09 June, 2017

Take on Mars Review

Take on Mars is more simulation than game, and clearly showing that the goal was a simulation first, and a game second. That said, it remains very interesting and works quite well as a game, when you can figure out how to do things and get it to work.

And that is one of the problems. The biggest problem however is the complete lack of time acceleration and slow speeds. I understand wanting realistic speeds in your simulation game, but this is not an experience that any but the most patient people are willing to go through. For reference, to complete the unmanned campaign you will need to travel ~50,000m at speeds between 1.5m/s and 2m/s, or in more understandable terms, your rovers go at the speed of an old man with a walking aid and you need to travel roughly a small country's length. The game does helpfully offer you a realistic wheel speeds option, which will bring your speed down to around 0.6m/s, or roughly the speed of that old man if he had to stop to take a breather after every step. I firmly believe that I am one of the most patient people in the world and submit this game as proof for that.

With the biggest problem out of the way, the smaller problems are still noticable. It essentially does not tell you how to do or use most things. When starting a campaign, the first thing I had to do was push every button on my keyboard in the hopes that it would move along the interactive first landing of an historical Russian lander. It worked eventually, and I could play the game after that. After that, you are never told how to use specific instruments, and you aren't told what technologies actually do for you as a player. But that is something you can figure out as well with a lot of looking for things, so eventually it will work out.
There also still appear to be a fair amount of bugs in the game, including random missions asking you to take microscope pictures of the atmosphere, and one that makes it so missions do not spawn when they should so the game literally becomes unfinishable. With the last one in mind, I had to stop my playthrough before I could get to the manned stage, as the missions I needed to complete did not ever show up. The physics at times become a large problem in that your science instruments need to be held still to do science, but the physics tries to make your rovers almost dance, which makes it nearly impossible to use your instruments unless you forcibly jam them against the rock or sand you are trying to perform experiments on.

Even then, Mars is a nice and often varied place, with a lot of interesting terrain and good looking locations, with missions placed so that they show you to all the good places with almost scenic tours. The economic part of the game- Getting your funding, is very rough early on and practically doesn't exist in the later stages. This may be to save up money for the manned missions, but I never actually reached that part, so I wouldn't know.

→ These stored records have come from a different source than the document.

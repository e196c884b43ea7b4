//! Association cycle detection
//!
//! Configurations and their outbound links form a directed graph. Users can
//! author cycles into it, so anything that navigates the structure (display,
//! whole-structure reconciliation) runs [`AssociationCycleDetector`] first.
//! Whole-model reports use [`find_link_cycles`], which finds every cycle
//! group rather than the first cycle reachable from one root.

use pconf_model::{ConfigurationRepository, ProductConfiguration, QualifiedName};
use petgraph::algo::tarjan_scc;
use petgraph::graphmap::DiGraphMap;
use serde::Serialize;
use std::collections::{HashMap, VecDeque};
use std::fmt::{self, Display, Formatter};

/// One hop of a cycle: a configuration and the role it is left by
#[derive(Debug, Clone, PartialEq, Eq, Serialize)]
pub struct CycleStep {
    /// Configuration on the cycle
    pub configuration: QualifiedName,
    /// Role of the link taken out of it
    pub role: String,
}

/// Closed walk over links, from a repeated configuration back to itself
///
/// `X -[next]-> Y -[next]-> Z -[next]-> X` has three steps.
#[derive(Debug, Clone, PartialEq, Eq, Serialize)]
pub struct CyclePath {
    steps: Vec<CycleStep>,
}

impl CyclePath {
    fn from_path(path: &[(&QualifiedName, &str)]) -> Self {
        Self {
            steps: path
                .iter()
                .map(|(configuration, role)| CycleStep {
                    configuration: (*configuration).clone(),
                    role: (*role).to_string(),
                })
                .collect(),
        }
    }

    /// Steps in traversal order
    #[inline]
    #[must_use]
    pub fn steps(&self) -> &[CycleStep] {
        &self.steps
    }

    /// Number of links on the cycle
    #[inline]
    #[must_use]
    pub fn len(&self) -> usize {
        self.steps.len()
    }

    /// Always false for a detected cycle
    #[inline]
    #[must_use]
    pub fn is_empty(&self) -> bool {
        self.steps.is_empty()
    }

    /// Configurations on the cycle in traversal order
    pub fn configurations(&self) -> impl Iterator<Item = &QualifiedName> {
        self.steps.iter().map(|s| &s.configuration)
    }

    /// Roles taken, in traversal order
    pub fn roles(&self) -> impl Iterator<Item = &str> {
        self.steps.iter().map(|s| s.role.as_str())
    }

    /// Check if `id` lies on the cycle
    #[must_use]
    pub fn contains(&self, id: &QualifiedName) -> bool {
        self.steps.iter().any(|s| &s.configuration == id)
    }

    /// `X -[next]-> Y -[next]-> X`
    #[must_use]
    pub fn to_display_string(&self) -> String {
        self.to_string()
    }
}

impl Display for CyclePath {
    fn fmt(&self, f: &mut Formatter<'_>) -> fmt::Result {
        for step in &self.steps {
            write!(f, "{} -[{}]-> ", step.configuration, step.role)?;
        }
        if let Some(first) = self.steps.first() {
            write!(f, "{}", first.configuration)?;
        }
        Ok(())
    }
}

/// Depth-first cycle search over link targets
///
/// Keeps the current path and a membership index of it (the recursion stack).
/// Nothing is memoized across sibling branches, so a fully connected graph
/// costs O(V·E); configuration graphs are shallow trees with rare cross links.
/// Only the first cycle found is returned. Link targets that cannot be
/// resolved are not followed.
#[derive(Debug)]
pub struct AssociationCycleDetector<'a, S: ?Sized> {
    store: &'a S,
    max_depth: Option<usize>,
}

struct Search<'a> {
    path: Vec<(&'a QualifiedName, &'a str)>,
    on_path: HashMap<&'a QualifiedName, usize>,
}

impl<'a, S> AssociationCycleDetector<'a, S>
where
    S: ConfigurationRepository + ?Sized,
{
    /// Create unbounded detector over `store`
    #[inline]
    #[must_use]
    pub fn new(store: &'a S) -> Self {
        Self {
            store,
            max_depth: None,
        }
    }

    /// Cap how many links deep the search descends; `None` is unbounded
    #[inline]
    #[must_use]
    pub fn with_max_depth(mut self, max_depth: Option<usize>) -> Self {
        self.max_depth = max_depth;
        self
    }

    /// First cycle reachable from `root`, if any
    #[must_use]
    pub fn find_cycle(&self, root: &'a ProductConfiguration) -> Option<CyclePath> {
        let mut search = Search {
            path: Vec::new(),
            on_path: HashMap::new(),
        };
        search.on_path.insert(root.id(), 0);
        let cycle = self.visit(root, 0, &mut search);
        if let Some(cycle) = &cycle {
            tracing::debug!(root = %root.id(), cycle = %cycle, "association cycle found");
        }
        cycle
    }

    /// Shortest cycle passing through `configuration` itself, if any
    ///
    /// Breadth-first, so cycles reachable from `configuration` that do not
    /// lead back to it are ignored. Honors the depth cap.
    #[must_use]
    pub fn find_cycle_through(&self, configuration: &'a ProductConfiguration) -> Option<CyclePath> {
        shortest_cycle(self.store, configuration, self.max_depth, |_| true)
    }

    fn visit(
        &self,
        current: &'a ProductConfiguration,
        depth: usize,
        search: &mut Search<'a>,
    ) -> Option<CyclePath> {
        let store: &'a S = self.store;

        for link in current.links() {
            let Some(target) = store.find_configuration(&link.target) else {
                tracing::trace!(
                    configuration = %current.id(),
                    role = %link.role,
                    target = %link.target,
                    "link target not found, not followed"
                );
                continue;
            };

            search.path.push((current.id(), link.role.as_str()));

            if let Some(&start) = search.on_path.get(target.id()) {
                return Some(CyclePath::from_path(&search.path[start..]));
            }

            if self.max_depth.map_or(true, |max| depth < max) {
                search.on_path.insert(target.id(), search.path.len());
                let found = self.visit(target, depth + 1, search);
                search.on_path.remove(target.id());
                if found.is_some() {
                    return found;
                }
            } else {
                tracing::warn!(
                    configuration = %target.id(),
                    depth = depth + 1,
                    "association depth cap reached, branch not searched"
                );
            }

            search.path.pop();
        }

        None
    }
}

/// Breadth-first search from `start` back to itself over links whose target
/// satisfies `within`
fn shortest_cycle<'a, S, F>(
    store: &'a S,
    start: &'a ProductConfiguration,
    max_depth: Option<usize>,
    within: F,
) -> Option<CyclePath>
where
    S: ConfigurationRepository + ?Sized,
    F: Fn(&QualifiedName) -> bool,
{
    let mut previous: HashMap<&'a QualifiedName, (&'a QualifiedName, &'a str)> = HashMap::new();
    let mut queue: VecDeque<(&'a ProductConfiguration, usize)> = VecDeque::from([(start, 0)]);

    while let Some((current, depth)) = queue.pop_front() {
        for link in current.links() {
            let Some(target) = store.find_configuration(&link.target) else {
                continue;
            };
            if !within(target.id()) {
                continue;
            }

            if target.id() == start.id() {
                let mut path = vec![(current.id(), link.role.as_str())];
                let mut node = current.id();
                while node != start.id() {
                    let &(from, role) = previous.get(node)?;
                    path.push((from, role));
                    node = from;
                }
                path.reverse();
                return Some(CyclePath::from_path(&path));
            }

            if max_depth.map_or(true, |max| depth < max) && !previous.contains_key(target.id()) {
                previous.insert(target.id(), (current.id(), link.role.as_str()));
                queue.push_back((target, depth + 1));
            }
        }
    }

    None
}

/// Group of configurations that reach each other over links
#[derive(Debug, Clone, PartialEq, Eq, Serialize)]
pub struct LinkCycle {
    members: Vec<QualifiedName>,
    path: CyclePath,
}

impl LinkCycle {
    /// Every configuration on some cycle of the group, sorted
    #[inline]
    #[must_use]
    pub fn members(&self) -> &[QualifiedName] {
        &self.members
    }

    /// Shortest cycle through the smallest member
    #[inline]
    #[must_use]
    pub fn path(&self) -> &CyclePath {
        &self.path
    }

    /// Check if `id` belongs to the group
    #[must_use]
    pub fn contains(&self, id: &QualifiedName) -> bool {
        self.members.binary_search(id).is_ok()
    }

    /// Take the representative cycle
    #[must_use]
    pub fn into_path(self) -> CyclePath {
        self.path
    }
}

/// Every link cycle group among `configurations`
///
/// A configuration lies on a link cycle exactly when it is a member of one of
/// the returned groups. Groups are strongly connected components of the link
/// graph, sorted by their members; a self link forms a group of one.
pub fn find_link_cycles<'a, S, I>(store: &'a S, configurations: I) -> Vec<LinkCycle>
where
    S: ConfigurationRepository + ?Sized,
    I: IntoIterator<Item = &'a ProductConfiguration>,
{
    let mut graph: DiGraphMap<&'a QualifiedName, ()> = DiGraphMap::new();
    let mut nodes: HashMap<&'a QualifiedName, &'a ProductConfiguration> = HashMap::new();

    for configuration in configurations {
        graph.add_node(configuration.id());
        nodes.insert(configuration.id(), configuration);
        for link in configuration.links() {
            if let Some(target) = store.find_configuration(&link.target) {
                graph.add_edge(configuration.id(), target.id(), ());
            }
        }
    }

    let mut cycles: Vec<LinkCycle> = tarjan_scc(&graph)
        .into_iter()
        .filter(|component| {
            component.len() > 1 || graph.contains_edge(component[0], component[0])
        })
        .filter_map(|mut component| {
            component.sort();
            let start = *nodes.get(component[0])?;
            let path = shortest_cycle(store, start, None, |id: &QualifiedName| {
                component.iter().any(|member| *member == id)
            })?;
            Some(LinkCycle {
                members: component.into_iter().cloned().collect(),
                path,
            })
        })
        .collect();

    cycles.sort_by(|a, b| a.members.cmp(&b.members));
    if !cycles.is_empty() {
        tracing::debug!(count = cycles.len(), "link cycles found");
    }
    cycles
}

All things said, Take on Mars needs work. It is not an unpleasant experience for one with a lot of patience, but I struggle to see what would draw in anyone other than the most scientific minded people who at the same time don't mind gameplay. For anyone else, it is a nice novelty, but very repetitive and slow. There does not seem to be that much here, at least not in the unmanned campaign.

There is also a multiplayer mode, but I've yet to be able to motivate anyone into playing it with me. I will update this review whenever I get people into a server with it.